§ **ASSIGNMENT**:
From the records below, copy the lines that include "SupabaseConfig".

[RECORDS FOR PROCESSING Boundary: Start]

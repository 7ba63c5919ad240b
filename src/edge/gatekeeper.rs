//! Edge gatekeeper state machine.
//!
//! One evaluation per inbound request, no retries, no shared state between
//! evaluations. States in order:
//!
//! 1. `PublicPath` — allow-listed path: admit, no cookie inspection.
//! 2. `HasAccess` — access cookie present: admit on presence. The cookie's
//!    Max-Age tracks the token lifetime, so presence approximates validity;
//!    the backend route guard is the authority-verified checkpoint.
//! 3. `NoAccessHasRefresh` — rotate. Success admits with the new pair to
//!    write back; explicit rejection goes to Reject; an indeterminate
//!    outcome follows the configured policy (fail open by default).
//! 4. `NoCredentials` — Reject.
//! 5. `Reject` — redirect to login carrying the original path, clearing
//!    credential cookies that were present so a stale pair cannot loop the
//!    redirect.
//!
//! Two concurrent requests from one browser can race the same refresh
//! token; rotation is single-use so the loser sees a rejection. That is
//! expected: the loser redirects (or fails open) and the next navigation
//! carries the winner's rotated cookies.

use crate::application::RefreshRotator;
use crate::domain::foundation::{AuthError, TokenPair};

use super::paths::PublicPaths;

/// What to do when a refresh outcome is indeterminate (authority
/// unreachable, timeout, 5xx).
///
/// This is an explicit, tested parameter of the machine rather than an ad
/// hoc branch: `FailOpen` admits the request as-is, `FailClosed` redirects
/// to login. Neither clears cookies — only an explicit rejection does.
#[derive(Debug, Clone, Copy, PartialEq, Eq, Default)]
pub enum IndeterminatePolicy {
    #[default]
    FailOpen,
    FailClosed,
}

/// Terminal outcome of one gate evaluation.
#[derive(Debug, Clone, PartialEq, Eq)]
pub enum GateDecision {
    /// Let the request through. `rotated` carries a fresh pair that must
    /// be written to the response cookies (both together).
    Admit { rotated: Option<TokenPair> },

    /// Redirect to the login page. `clear_cookies` is set only when
    /// credential cookies were present on the request and must be removed
    /// to prevent a redirect loop.
    Redirect {
        location: String,
        clear_cookies: bool,
    },
}

impl GateDecision {
    pub fn is_admit(&self) -> bool {
        matches!(self, GateDecision::Admit { .. })
    }
}

/// The per-request edge gate.
#[derive(Clone)]
pub struct Gatekeeper {
    rotator: RefreshRotator,
    public_paths: PublicPaths,
    login_path: String,
    policy: IndeterminatePolicy,
}

impl Gatekeeper {
    pub fn new(rotator: RefreshRotator) -> Self {
        Self {
            rotator,
            public_paths: PublicPaths::default(),
            login_path: "/login".to_string(),
            policy: IndeterminatePolicy::default(),
        }
    }

    pub fn with_public_paths(mut self, public_paths: PublicPaths) -> Self {
        self.public_paths = public_paths;
        self
    }

    pub fn with_login_path(mut self, login_path: impl Into<String>) -> Self {
        self.login_path = login_path.into();
        self
    }

    pub fn with_policy(mut self, policy: IndeterminatePolicy) -> Self {
        self.policy = policy;
        self
    }

    /// Evaluate one request. `access_token` / `refresh_token` are the
    /// cookie values as read from the request; empty strings count as
    /// absent.
    pub async fn evaluate(
        &self,
        path: &str,
        access_token: Option<&str>,
        refresh_token: Option<&str>,
    ) -> GateDecision {
        // State 1: PublicPath.
        if self.public_paths.is_public(path) {
            return GateDecision::Admit { rotated: None };
        }

        let access = access_token.filter(|t| !t.is_empty());
        let refresh = refresh_token.filter(|t| !t.is_empty());
        let any_credential = access.is_some() || refresh.is_some();

        // State 2: HasAccess — trust on presence, no authority call.
        if access.is_some() {
            return GateDecision::Admit { rotated: None };
        }

        // State 3: NoAccessHasRefresh.
        if let Some(refresh) = refresh {
            return match self.rotator.rotate(refresh).await {
                Ok(pair) => {
                    tracing::debug!(%path, "gate rotated session");
                    GateDecision::Admit {
                        rotated: Some(pair),
                    }
                }
                Err(AuthError::RefreshIndeterminate(detail)) => match self.policy {
                    IndeterminatePolicy::FailOpen => {
                        tracing::warn!(%path, %detail, "refresh indeterminate, admitting");
                        GateDecision::Admit { rotated: None }
                    }
                    IndeterminatePolicy::FailClosed => {
                        tracing::warn!(%path, %detail, "refresh indeterminate, redirecting");
                        // Transient failure: redirect but keep the cookies.
                        self.reject(path, false)
                    }
                },
                Err(_) => {
                    tracing::info!(%path, "refresh rejected, forcing re-login");
                    self.reject(path, any_credential)
                }
            };
        }

        // State 4: NoCredentials.
        self.reject(path, any_credential)
    }

    /// State 5: Reject — build the login redirect with the original path
    /// as the post-login return target.
    fn reject(&self, path: &str, clear_cookies: bool) -> GateDecision {
        let location = format!("{}?redirect={}", self.login_path, urlencoding::encode(path));
        GateDecision::Redirect {
            location,
            clear_cookies,
        }
    }
}
//! Backroom server binary.
//!
//! Wires config → authority adapter → application services → routers and
//! serves them. Page navigation goes through the edge gate; the JSON API
//! lives under `/auth` and `/users` with the route guard on the protected
//! parts.

use std::sync::Arc;
use std::time::Duration;

use axum::http::{header, HeaderValue, Method};
use axum::{middleware, routing::get, Json, Router};
use tokio::net::TcpListener;
use tower_http::cors::{AllowOrigin, CorsLayer};
use tower_http::{timeout::TimeoutLayer, trace::TraceLayer};
use tracing_subscriber::EnvFilter;

use backroom::adapters::auth::{SupabaseAuthority, SupabaseConfig};
use backroom::adapters::http::middleware::{edge_gate, GateState};
use backroom::adapters::http::{auth_router, profile_router, AuthAppState, ProfileAppState};
use backroom::application::RefreshRotator;
use backroom::config::AppConfig;
use backroom::edge::Gatekeeper;
use backroom::ports::CredentialAuthority;

#[tokio::main]
async fn main() -> Result<(), Box<dyn std::error::Error>> {
    let config = AppConfig::load()?;
    config.validate()?;

    tracing_subscriber::fmt()
        .with_env_filter(
            EnvFilter::try_new(&config.server.log_level)
                .unwrap_or_else(|_| EnvFilter::new("info")),
        )
        .init();

    let authority: Arc<dyn CredentialAuthority> = Arc::new(SupabaseAuthority::new(
        SupabaseConfig::new(
            config.auth.authority_url.clone(),
            config.auth.api_key.clone(),
        )
        .with_request_timeout(config.auth.request_timeout()),
    )?);

    let secure_cookies = config.cookies.secure_for(config.is_production());
    let refresh_ttl_days = config.cookies.refresh_ttl_days;

    let auth_state = AuthAppState::new(authority.clone(), refresh_ttl_days, secure_cookies);
    let profile_state = ProfileAppState::new();

    let gate_state = GateState {
        gatekeeper: Gatekeeper::new(RefreshRotator::new(authority.clone())),
        refresh_ttl_days,
        secure_cookies,
    };

    let api = Router::new()
        .route("/health", get(health))
        .nest("/auth", auth_router(auth_state.clone()))
        .nest(
            "/users",
            profile_router(profile_state, auth_state.validator.clone()),
        );

    // Page navigation goes through the edge gate; the JSON API above does
    // not (its protected routes carry the guard instead). Page composition
    // itself is out of scope, so admitted navigations land on a shell.
    let pages = Router::new()
        .fallback(page_shell)
        .layer(middleware::from_fn_with_state(gate_state, edge_gate));

    let mut app = api
        .merge(pages)
        .layer(TraceLayer::new_for_http())
        .layer(TimeoutLayer::new(Duration::from_secs(
            config.server.request_timeout_secs,
        )));

    if let Some(cors) = cors_layer(&config.server.cors_origins_list()) {
        app = app.layer(cors);
    }

    let addr = config.server.socket_addr()?;
    let listener = TcpListener::bind(addr).await?;
    tracing::info!(%addr, environment = ?config.server.environment, "backroom listening");

    axum::serve(listener, app.into_make_service())
        .with_graceful_shutdown(shutdown_signal())
        .await?;

    Ok(())
}

/// Browser clients send the session cookies cross-origin, so CORS must
/// allow credentials — which rules out a wildcard origin. No configured
/// origins means no CORS layer (same-origin deployments).
fn cors_layer(origins: &[String]) -> Option<CorsLayer> {
    let origins: Vec<HeaderValue> = origins
        .iter()
        .filter_map(|origin| origin.parse().ok())
        .collect();
    if origins.is_empty() {
        return None;
    }

    Some(
        CorsLayer::new()
            .allow_origin(AllowOrigin::list(origins))
            .allow_credentials(true)
            .allow_methods([Method::GET, Method::POST, Method::PATCH])
            .allow_headers([header::CONTENT_TYPE, header::AUTHORIZATION]),
    )
}

async fn health() -> Json<serde_json::Value> {
    Json(serde_json::json!({ "status": "ok" }))
}

async fn page_shell() -> axum::response::Html<&'static str> {
    axum::response::Html("<!doctype html><html><head><title>backroom</title></head><body></body></html>")
}

async fn shutdown_signal() {
    if let Err(e) = tokio::signal::ctrl_c().await {
        tracing::error!(error = %e, "failed to install shutdown signal handler");
    }
    tracing::info!("shutting down");
}

#[cfg(test)]
mod tests {
    use super::*;

    #[test]
    fn no_configured_origins_means_no_cors_layer() {
        assert!(cors_layer(&[]).is_none());
    }

    #[test]
    fn configured_origins_produce_a_cors_layer() {
        let origins = vec!["http://localhost:5173".to_string()];
        assert!(cors_layer(&origins).is_some());
    }

    #[test]
    fn unparseable_origins_are_skipped() {
        let origins = vec!["\u{7f}not a header value".to_string()];
        assert!(cors_layer(&origins).is_none());
    }
}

[RECORDS FOR PROCESSING Boundary: End]

§ **SOLUTION TO THIS PROBLEM**:
use backroom::adapters::auth::{SupabaseAuthority, SupabaseConfig};
        SupabaseConfig::new(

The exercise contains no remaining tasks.